• Task to carry out
Exactly as given, write out all the entries again.

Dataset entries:
---

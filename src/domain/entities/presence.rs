/// Availability as announced on the wire. `Unspecified` covers every
/// presence type that says nothing about being online (probes, errors...).
#[derive(Debug, Clone, Copy, PartialEq, Eq)]
pub enum Availability {
    Available,
    Unavailable,
    Unspecified,
}

/// What the session knows about a contact.
#[derive(Debug, Clone, Copy, PartialEq, Eq, Hash)]
pub enum PresenceStatus {
    Online,
    Offline,
    /// No presence event has been seen for this contact
    Unknown,
}

impl PresenceStatus {
    pub fn as_str(&self) -> &str {
        match self {
            PresenceStatus::Online => "online",
            PresenceStatus::Offline => "offline",
            PresenceStatus::Unknown => "unknown",
        }
    }
}

impl From<Option<bool>> for PresenceStatus {
    fn from(online: Option<bool>) -> Self {
        match online {
            Some(true) => PresenceStatus::Online,
            Some(false) => PresenceStatus::Offline,
            None => PresenceStatus::Unknown,
        }
    }
}

/// Outcome of a subscription request
#[derive(Debug, Clone, Copy, PartialEq, Eq)]
pub enum Decision {
    Accept,
    /// Left pending, no explicit deny is sent
    Ignore,
}
//! Gateway server
//!
//! Publishes a running session on a Unix socket so another process on the
//! same host can drive it. Every request is passed straight through to the
//! session; the gateway itself holds no state beyond the listener.

use async_trait::async_trait;
use std::os::unix::fs::FileTypeExt;
use std::path::{Path, PathBuf};
use std::sync::Arc;
use tokio::io::BufReader;
use tokio::net::{UnixListener, UnixStream};
use tracing::{debug, info, warn};

use super::protocol::{read_message, write_message, GatewayRequest, GatewayResponse};
use super::remote_handler::RemoteHandler;
use crate::application::errors::GatewayError;
use crate::application::SessionManager;
use crate::domain::entities::{Identity, PresenceStatus};
use crate::domain::traits::Handler;

/// Operations a session exposes to other processes
#[async_trait]
pub trait RemoteSurface: Send + Sync {
    async fn send_message(&self, to: &Identity, body: &str);
    fn register_handler(&self, key: String, handler: Arc<dyn Handler>);
    async fn invoke(&self, key: &str, command: &str) -> String;
    async fn handle(&self, command: &str) -> String;
    fn presence_of(&self, who: &Identity) -> PresenceStatus;
    async fn logout(&self);
}

#[async_trait]
impl RemoteSurface for SessionManager {
    async fn send_message(&self, to: &Identity, body: &str) {
        SessionManager::send_message(self, to, body).await
    }

    fn register_handler(&self, key: String, handler: Arc<dyn Handler>) {
        SessionManager::register_handler(self, key, handler)
    }

    async fn invoke(&self, key: &str, command: &str) -> String {
        SessionManager::invoke(self, key, command).await
    }

    async fn handle(&self, command: &str) -> String {
        Handler::handle(self, command).await
    }

    fn presence_of(&self, who: &Identity) -> PresenceStatus {
        SessionManager::presence_of(self, who)
    }

    async fn logout(&self) {
        SessionManager::logout(self).await
    }
}

/// Bind a Unix socket, replacing a stale socket file but refusing to take
/// over one that still has a listener. Anything at `path` that is not a
/// socket is left alone.
pub(crate) async fn bind_socket(path: &Path) -> Result<UnixListener, GatewayError> {
    match std::fs::symlink_metadata(path) {
        Ok(meta) => {
            if !meta.file_type().is_socket() {
                return Err(GatewayError::Protocol(format!(
                    "{} exists and is not a socket",
                    path.display()
                )));
            }
            if UnixStream::connect(path).await.is_ok() {
                return Err(GatewayError::Protocol(format!(
                    "Socket {} is already in use",
                    path.display()
                )));
            }
            std::fs::remove_file(path)?;
        }
        Err(e) if e.kind() == std::io::ErrorKind::NotFound => {}
        Err(e) => return Err(e.into()),
    }
    Ok(UnixListener::bind(path)?)
}

/// Remote-invocation gateway bound to a socket path
pub struct RemoteInvocationGateway {
    socket_path: PathBuf,
    listener: UnixListener,
    surface: Arc<dyn RemoteSurface>,
}

impl RemoteInvocationGateway {
    pub async fn bind(
        socket_path: impl Into<PathBuf>,
        surface: Arc<dyn RemoteSurface>,
    ) -> Result<Self, GatewayError> {
        let socket_path = socket_path.into();
        let listener = bind_socket(&socket_path).await?;
        info!("Gateway listening on {}", socket_path.display());
        Ok(Self {
            socket_path,
            listener,
            surface,
        })
    }

    pub fn socket_path(&self) -> &Path {
        &self.socket_path
    }

    /// Accept connections until the task is dropped or the listener fails
    pub async fn serve(&self) -> Result<(), GatewayError> {
        loop {
            let (stream, _) = self.listener.accept().await?;
            let surface = self.surface.clone();
            tokio::spawn(async move {
                if let Err(e) = serve_connection(stream, surface).await {
                    warn!("Gateway connection error: {}", e);
                }
            });
        }
    }
}

impl Drop for RemoteInvocationGateway {
    fn drop(&mut self) {
        let _ = std::fs::remove_file(&self.socket_path);
    }
}

async fn serve_connection(
    stream: UnixStream,
    surface: Arc<dyn RemoteSurface>,
) -> Result<(), GatewayError> {
    let (reader, mut writer) = stream.into_split();
    let mut reader = BufReader::new(reader);

    loop {
        let response = match read_message::<GatewayRequest, _>(&mut reader).await {
            Ok(Some(request)) => handle_request(surface.as_ref(), request).await,
            Ok(None) => break,
            Err(GatewayError::Protocol(message)) => GatewayResponse::Error { message },
            Err(e) => return Err(e),
        };
        write_message(&mut writer, &response).await?;
    }

    debug!("Gateway client disconnected");
    Ok(())
}

/// Map one request onto the session
pub async fn handle_request(surface: &dyn RemoteSurface, request: GatewayRequest) -> GatewayResponse {
    debug!("Gateway request: {:?}", request);
    match request {
        GatewayRequest::SendMessage { to, body } => {
            surface.send_message(&Identity::parse(&to), &body).await;
            GatewayResponse::Ack
        }
        GatewayRequest::RegisterHandler { key, endpoint } => {
            surface.register_handler(key, Arc::new(RemoteHandler::new(endpoint)));
            GatewayResponse::Ack
        }
        GatewayRequest::Invoke { key, command } => GatewayResponse::Output {
            output: surface.invoke(&key, &command).await,
        },
        GatewayRequest::Handle { command } => GatewayResponse::Output {
            output: surface.handle(&command).await,
        },
        GatewayRequest::Presence { jid } => {
            let status = surface.presence_of(&Identity::parse(&jid));
            GatewayResponse::Presence {
                jid,
                status: status.as_str().to_string(),
            }
        }
        GatewayRequest::Logout => {
            surface.logout().await;
            GatewayResponse::Ack
        }
    }
}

---

• Finished exercise
filename src/domain/entities/presence.rs
/// Availability as announced on the wire. `Unspecified` covers every
/// presence type that says nothing about being online (probes, errors...).
#[derive(Debug, Clone, Copy, PartialEq, Eq)]
pub enum Availability {
    Available,
    Unavailable,
    Unspecified,
}

/// What the session knows about a contact.
#[derive(Debug, Clone, Copy, PartialEq, Eq, Hash)]
pub enum PresenceStatus {
    Online,
    Offline,
    /// No presence event has been seen for this contact
    Unknown,
}

impl PresenceStatus {
    pub fn as_str(&self) -> &str {
        match self {
            PresenceStatus::Online => "online",
            PresenceStatus::Offline => "offline",
            PresenceStatus::Unknown => "unknown",
        }
    }
}

impl From<Option<bool>> for PresenceStatus {
    fn from(online: Option<bool>) -> Self {
        match online {
            Some(true) => PresenceStatus::Online,
            Some(false) => PresenceStatus::Offline,
            None => PresenceStatus::Unknown,
        }
    }
}

/// Outcome of a subscription request
#[derive(Debug, Clone, Copy, PartialEq, Eq)]
pub enum Decision {
    Accept,
    /// Left pending, no explicit deny is sent
    Ignore,
}
//! Gateway server
//!
//! Publishes a running session on a Unix socket so another process on the
//! same host can drive it. Every request is passed straight through to the
//! session; the gateway itself holds no state beyond the listener.

use async_trait::async_trait;
use std::os::unix::fs::FileTypeExt;
use std::path::{Path, PathBuf};
use std::sync::Arc;
use tokio::io::BufReader;
use tokio::net::{UnixListener, UnixStream};
use tracing::{debug, info, warn};

use super::protocol::{read_message, write_message, GatewayRequest, GatewayResponse};
use super::remote_handler::RemoteHandler;
use crate::application::errors::GatewayError;
use crate::application::SessionManager;
use crate::domain::entities::{Identity, PresenceStatus};
use crate::domain::traits::Handler;

/// Operations a session exposes to other processes
#[async_trait]
pub trait RemoteSurface: Send + Sync {
    async fn send_message(&self, to: &Identity, body: &str);
    fn register_handler(&self, key: String, handler: Arc<dyn Handler>);
    async fn invoke(&self, key: &str, command: &str) -> String;
    async fn handle(&self, command: &str) -> String;
    fn presence_of(&self, who: &Identity) -> PresenceStatus;
    async fn logout(&self);
}

#[async_trait]
impl RemoteSurface for SessionManager {
    async fn send_message(&self, to: &Identity, body: &str) {
        SessionManager::send_message(self, to, body).await
    }

    fn register_handler(&self, key: String, handler: Arc<dyn Handler>) {
        SessionManager::register_handler(self, key, handler)
    }

    async fn invoke(&self, key: &str, command: &str) -> String {
        SessionManager::invoke(self, key, command).await
    }

    async fn handle(&self, command: &str) -> String {
        Handler::handle(self, command).await
    }

    fn presence_of(&self, who: &Identity) -> PresenceStatus {
        SessionManager::presence_of(self, who)
    }

    async fn logout(&self) {
        SessionManager::logout(self).await
    }
}

/// Bind a Unix socket, replacing a stale socket file but refusing to take
/// over one that still has a listener. Anything at `path` that is not a
/// socket is left alone.
pub(crate) async fn bind_socket(path: &Path) -> Result<UnixListener, GatewayError> {
    match std::fs::symlink_metadata(path) {
        Ok(meta) => {
            if !meta.file_type().is_socket() {
                return Err(GatewayError::Protocol(format!(
                    "{} exists and is not a socket",
                    path.display()
                )));
            }
            if UnixStream::connect(path).await.is_ok() {
                return Err(GatewayError::Protocol(format!(
                    "Socket {} is already in use",
                    path.display()
                )));
            }
            std::fs::remove_file(path)?;
        }
        Err(e) if e.kind() == std::io::ErrorKind::NotFound => {}
        Err(e) => return Err(e.into()),
    }
    Ok(UnixListener::bind(path)?)
}

/// Remote-invocation gateway bound to a socket path
pub struct RemoteInvocationGateway {
    socket_path: PathBuf,
    listener: UnixListener,
    surface: Arc<dyn RemoteSurface>,
}

impl RemoteInvocationGateway {
    pub async fn bind(
        socket_path: impl Into<PathBuf>,
        surface: Arc<dyn RemoteSurface>,
    ) -> Result<Self, GatewayError> {
        let socket_path = socket_path.into();
        let listener = bind_socket(&socket_path).await?;
        info!("Gateway listening on {}", socket_path.display());
        Ok(Self {
            socket_path,
            listener,
            surface,
        })
    }

    pub fn socket_path(&self) -> &Path {
        &self.socket_path
    }

    /// Accept connections until the task is dropped or the listener fails
    pub async fn serve(&self) -> Result<(), GatewayError> {
        loop {
            let (stream, _) = self.listener.accept().await?;
            let surface = self.surface.clone();
            tokio::spawn(async move {
                if let Err(e) = serve_connection(stream, surface).await {
                    warn!("Gateway connection error: {}", e);
                }
            });
        }
    }
}

impl Drop for RemoteInvocationGateway {
    fn drop(&mut self) {
        let _ = std::fs::remove_file(&self.socket_path);
    }
}

async fn serve_connection(
    stream: UnixStream,
    surface: Arc<dyn RemoteSurface>,
) -> Result<(), GatewayError> {
    let (reader, mut writer) = stream.into_split();
    let mut reader = BufReader::new(reader);

    loop {
        let response = match read_message::<GatewayRequest, _>(&mut reader).await {
            Ok(Some(request)) => handle_request(surface.as_ref(), request).await,
            Ok(None) => break,
            Err(GatewayError::Protocol(message)) => GatewayResponse::Error { message },
            Err(e) => return Err(e),
        };
        write_message(&mut writer, &response).await?;
    }

    debug!("Gateway client disconnected");
    Ok(())
}

/// Map one request onto the session
pub async fn handle_request(surface: &dyn RemoteSurface, request: GatewayRequest) -> GatewayResponse {
    debug!("Gateway request: {:?}", request);
    match request {
        GatewayRequest::SendMessage { to, body } => {
            surface.send_message(&Identity::parse(&to), &body).await;
            GatewayResponse::Ack
        }
        GatewayRequest::RegisterHandler { key, endpoint } => {
            surface.register_handler(key, Arc::new(RemoteHandler::new(endpoint)));
            GatewayResponse::Ack
        }
        GatewayRequest::Invoke { key, command } => GatewayResponse::Output {
            output: surface.invoke(&key, &command).await,
        },
        GatewayRequest::Handle { command } => GatewayResponse::Output {
            output: surface.handle(&command).await,
        },
        GatewayRequest::Presence { jid } => {
            let status = surface.presence_of(&Identity::parse(&jid));
            GatewayResponse::Presence {
                jid,
                status: status.as_str().to_string(),
            }
        }
        GatewayRequest::Logout => {
            surface.logout().await;
            GatewayResponse::Ack
        }
    }
}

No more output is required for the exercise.